2021 UT App 28 – THE UTAH COURT OF APPEALS
STATE OF UTAH, IN THE INTEREST OF C.Z., A PERSON UNDER EIGHTEEN YEARS OF AGE.
M.Z., Appellant,
v.
STATE OF UTAH, Appellee.

Opinion
No. 20200227-CA
Filed March 12, 2021

Third District Court, Salt Lake Department
The Honorable Mark W. May
No. 1156353

Colleen K. Coebergh, Attorney for Appellant
Sean D. Reyes, Carol L.C. Verdoia, and John M. Peterson, Attorneys for Appellee
Martha Pierce, Guardian ad Litem

JUDGE DIANA HAGEN authored this Opinion, in which JUDGE GREGORY K. ORME and SENIOR JUDGE KATE APPLEBY concurred.[1]

HAGEN, Judge:

¶1 M.Z. (the father) appeals the juvenile court’s termination of his parental rights to his son, C.Z. (the child). We conclude that the State proved by clear and convincing evidence that the father had not remedied the circumstances that led to the child’s removal and affirm the juvenile court’s termination of the father’s parental rights.

BACKGROUND

¶2        The child was born in May 2017.[2] In December 2017, C.Z.’s mother (the mother) was charged with aggravated assault and domestic violence in the presence of a child for stabbing the father in the chest in front of the child. At the time, the mother was already under juvenile court jurisdiction for criminal trespass and habitual truancy. The juvenile court issued a no-contact order between the mother and the father and ordered that the child be assessed as “at risk of removal” from the mother’s care.

¶3        Throughout January and February 2018, the Division of Child and Family Services (DCFS) “worked with the family in devising a safety plan for the child to remain” in the home with the mother. DCFS reported that the mother had several “thinking errors,” including her beliefs that she did not need to abide by the no-contact order, did not need therapy, and that there was no harm in smoking marijuana while breastfeeding the child. DCFS also reported that the father and mother had smoked marijuana in the presence of the child on multiple occasions, including one instance where the father was caught smoking in the mother’s family’s house, resulting in the family’s eviction. At the end of February, the mother was ordered “to be held in the Salt Lake Valley Detention Center” for a brief period.

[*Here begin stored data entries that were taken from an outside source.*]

use axum::{
    http::StatusCode,
    response::{IntoResponse, Response},
    Json,
};
use serde::Serialize;
use thiserror::Error;

/// Application-level error with a stable wire code.
///
/// Every variant maps to exactly one `(status, code)` pair so handlers can
/// return typed failures without leaking internal detail to the caller.
#[derive(Debug, Error)]
pub enum AppError {
    #[error("Validation error: {0}")]
    ValidationError(#[from] validator::ValidationErrors),

    #[error("Bad request: {0}")]
    BadRequest(anyhow::Error),

    #[error("Not found: {0}")]
    NotFound(anyhow::Error),

    #[error("Unauthenticated: {0}")]
    Unauthenticated(anyhow::Error),

    #[error("Invalid email or password")]
    InvalidLogin,

    #[error("Invalid refresh token")]
    InvalidRefresh,

    #[error("Refresh token expired")]
    ExpiredRefresh,

    #[error("Invalid MFA code")]
    InvalidMfa,

    #[error("Forbidden: {0}")]
    Forbidden(anyhow::Error),

    #[error("Insufficient role for this operation")]
    InsufficientRole,

    #[error("Not a member of this organization")]
    NotAMember,

    #[error("Conflict: {0}")]
    Conflict(anyhow::Error),

    #[error("Organization must retain at least one owner")]
    LastOwner,

    #[error("Too many requests")]
    TooManyRequests(Option<u64>),

    #[error("Cryptographic operation failed")]
    CryptoFailure,

    #[error("Database error: {0}")]
    DatabaseError(anyhow::Error),

    #[error("Internal server error: {0}")]
    InternalError(#[from] anyhow::Error),

    #[error("Configuration error: {0}")]
    ConfigError(anyhow::Error),
}

impl AppError {
    /// Stable wire code for this error.
    pub fn code(&self) -> &'static str {
        match self {
            AppError::ValidationError(_) | AppError::BadRequest(_) => "VALIDATION",
            AppError::NotFound(_) => "NOT_FOUND",
            AppError::Unauthenticated(_) => "UNAUTHENTICATED",
            AppError::InvalidLogin => "INVALID_LOGIN",
            AppError::InvalidRefresh => "INVALID_REFRESH",
            AppError::ExpiredRefresh => "EXPIRED_REFRESH",
            AppError::InvalidMfa => "INVALID_MFA",
            AppError::Forbidden(_) => "FORBIDDEN",
            AppError::InsufficientRole => "INSUFFICIENT_ROLE",
            AppError::NotAMember => "NOT_A_MEMBER",
            AppError::Conflict(_) => "CONFLICT",
            AppError::LastOwner => "LAST_OWNER",
            AppError::TooManyRequests(_) => "RATE_LIMITED",
            AppError::CryptoFailure => "CRYPTO_FAILURE",
            AppError::DatabaseError(_)
            | AppError::InternalError(_)
            | AppError::ConfigError(_) => "INTERNAL",
        }
    }

    fn status(&self) -> StatusCode {
        match self {
            AppError::ValidationError(_) => StatusCode::UNPROCESSABLE_ENTITY,
            AppError::BadRequest(_) => StatusCode::BAD_REQUEST,
            AppError::NotFound(_) => StatusCode::NOT_FOUND,
            AppError::Unauthenticated(_)
            | AppError::InvalidLogin
            | AppError::InvalidRefresh
            | AppError::ExpiredRefresh
            | AppError::InvalidMfa => StatusCode::UNAUTHORIZED,
            AppError::Forbidden(_) | AppError::InsufficientRole | AppError::NotAMember => {
                StatusCode::FORBIDDEN
            }
            AppError::Conflict(_) | AppError::LastOwner => StatusCode::CONFLICT,
            AppError::TooManyRequests(_) => StatusCode::TOO_MANY_REQUESTS,
            AppError::CryptoFailure
            | AppError::DatabaseError(_)
            | AppError::InternalError(_)
            | AppError::ConfigError(_) => StatusCode::INTERNAL_SERVER_ERROR,
        }
    }

    /// Message safe to show the caller. Internal detail stays in the logs.
    fn public_message(&self) -> String {
        match self {
            AppError::ValidationError(err) => err.to_string(),
            AppError::BadRequest(err) => err.to_string(),
            AppError::NotFound(err) => err.to_string(),
            AppError::Conflict(err) => err.to_string(),
            AppError::Forbidden(err) => err.to_string(),
            AppError::Unauthenticated(err) => err.to_string(),
            AppError::DatabaseError(_)
            | AppError::InternalError(_)
            | AppError::ConfigError(_) => "Internal server error".to_string(),
            other => other.to_string(),
        }
    }
}

impl From<sqlx::Error> for AppError {
    fn from(err: sqlx::Error) -> Self {
        AppError::DatabaseError(anyhow::Error::new(err))
    }
}

impl From<jsonwebtoken::errors::Error> for AppError {
    fn from(err: jsonwebtoken::errors::Error) -> Self {
        AppError::Unauthenticated(anyhow::Error::new(err))
    }
}

impl From<std::io::Error> for AppError {
    fn from(err: std::io::Error) -> Self {
        AppError::InternalError(anyhow::Error::new(err))
    }
}

/// Wire shape for every failed request: `{ ok: false, error: <CODE>, message }`.
#[derive(Debug, Serialize)]
pub struct ErrorBody {
    pub ok: bool,
    pub error: &'static str,
    #[serde(skip_serializing_if = "Option::is_none")]
    pub message: Option<String>,
}

impl IntoResponse for AppError {
    fn into_response(self) -> Response {
        let status = self.status();
        let code = self.code();

        if status.is_server_error() {
            tracing::error!(error = %self, code, "request failed");
        }

        let retry_after = match &self {
            AppError::TooManyRequests(retry) => *retry,
            _ => None,
        };

        let mut res = (
            status,
            Json(ErrorBody {
                ok: false,
                error: code,
                message: Some(self.public_message()),
            }),
        )
            .into_response();

        if let Some(retry) = retry_after {
            res.headers_mut()
                .insert(axum::http::header::RETRY_AFTER, retry.into());
        }

        res
    }
}

#[cfg(test)]
mod tests {
    use super::*;

    #[test]
    fn codes_are_stable() {
        assert_eq!(AppError::InvalidLogin.code(), "INVALID_LOGIN");
        assert_eq!(AppError::InvalidRefresh.code(), "INVALID_REFRESH");
        assert_eq!(AppError::ExpiredRefresh.code(), "EXPIRED_REFRESH");
        assert_eq!(AppError::InvalidMfa.code(), "INVALID_MFA");
        assert_eq!(AppError::InsufficientRole.code(), "INSUFFICIENT_ROLE");
        assert_eq!(AppError::NotAMember.code(), "NOT_A_MEMBER");
        assert_eq!(AppError::LastOwner.code(), "LAST_OWNER");
        assert_eq!(AppError::TooManyRequests(None).code(), "RATE_LIMITED");
        assert_eq!(AppError::CryptoFailure.code(), "CRYPTO_FAILURE");
        assert_eq!(
            AppError::DatabaseError(anyhow::anyhow!("boom")).code(),
            "INTERNAL"
        );
    }

    #[test]
    fn internal_errors_do_not_leak_detail() {
        let err = AppError::DatabaseError(anyhow::anyhow!("connection refused to 10.0.0.3"));
        assert_eq!(err.public_message(), "Internal server error");
    }

    #[test]
    fn login_and_refresh_failures_are_unauthorized() {
        assert_eq!(AppError::InvalidLogin.status(), StatusCode::UNAUTHORIZED);
        assert_eq!(AppError::InvalidRefresh.status(), StatusCode::UNAUTHORIZED);
        assert_eq!(AppError::InvalidMfa.status(), StatusCode::UNAUTHORIZED);
    }
}
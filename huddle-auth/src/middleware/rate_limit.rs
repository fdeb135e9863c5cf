//! Per-action rate limiting over the shared fixed-window counter store.

use axum::{
    extract::{Request, State},
    middleware::Next,
    response::Response,
};
use huddle_core::{
    error::AppError,
    ratelimit::{check_fail_open, RateCounter},
};
use std::net::SocketAddr;
use std::sync::Arc;

/// One action's limit, attachable as a route layer.
#[derive(Clone)]
pub struct ActionLimit {
    pub counter: Arc<dyn RateCounter>,
    pub action: &'static str,
    pub limit: u32,
    pub window_secs: u64,
}

impl ActionLimit {
    pub fn new(
        counter: Arc<dyn RateCounter>,
        action: &'static str,
        limit: u32,
        window_secs: u64,
    ) -> Self {
        Self {
            counter,
            action,
            limit,
            window_secs,
        }
    }
}

/// Middleware guarding an endpoint with a fixed window per (action, IP).
///
/// The counter store failing is never a reason to block the request; the
/// check fails open with a warning.
pub async fn action_rate_limit_middleware(
    State(limit): State<ActionLimit>,
    request: Request,
    next: Next,
) -> Result<Response, AppError> {
    let Some(source) = client_ip(&request) else {
        tracing::warn!(action = limit.action, "could not determine IP for rate limiting");
        return Ok(next.run(request).await);
    };

    let key = format!("rl:{}:{}", limit.action, source);
    let decision =
        check_fail_open(limit.counter.as_ref(), &key, limit.limit, limit.window_secs).await;

    if !decision.allowed {
        let retry_after = (decision.reset_at - chrono::Utc::now()).num_seconds().max(0) as u64;
        return Err(AppError::TooManyRequests(Some(retry_after)));
    }

    Ok(next.run(request).await)
}

fn client_ip(request: &Request) -> Option<String> {
    let forwarded = request
        .headers()
        .get("x-forwarded-for")
        .and_then(|v| v.to_str().ok())
        .and_then(|s| s.split(',').next())
        .and_then(|s| s.trim().parse::<std::net::IpAddr>().ok());

    if let Some(ip) = forwarded {
        return Some(ip.to_string());
    }

    request
        .extensions()
        .get::<axum::extract::ConnectInfo<SocketAddr>>()
        .map(|axum::extract::ConnectInfo(addr)| addr.ip().to_string())
}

¶4        In March 2018, DCFS again attempted to meet with the mother to establish a safety plan so the child could remain in her custody. The mother missed the meeting, and DCFS received a report that she had been smoking marijuana and had violated the no-contact order by spending the weekend with the father. As a result, the State filed a motion for the child’s expedited placement in temporary custody. At the shelter hearing, the juvenile court granted the motion, placing the child in the temporary custody of DCFS. At a follow-up hearing later that month, the court made official findings. In relation to the mother, the court found the child was “neglected” under Utah Code subsection 78A-6-105(41). In relation to the father, the court found the child was “[d]ependent” under Utah Code subsection 78A-6-105(14), meaning that the child was deemed “homeless or without proper care through no fault of the child’s parent, guardian, or custodian.”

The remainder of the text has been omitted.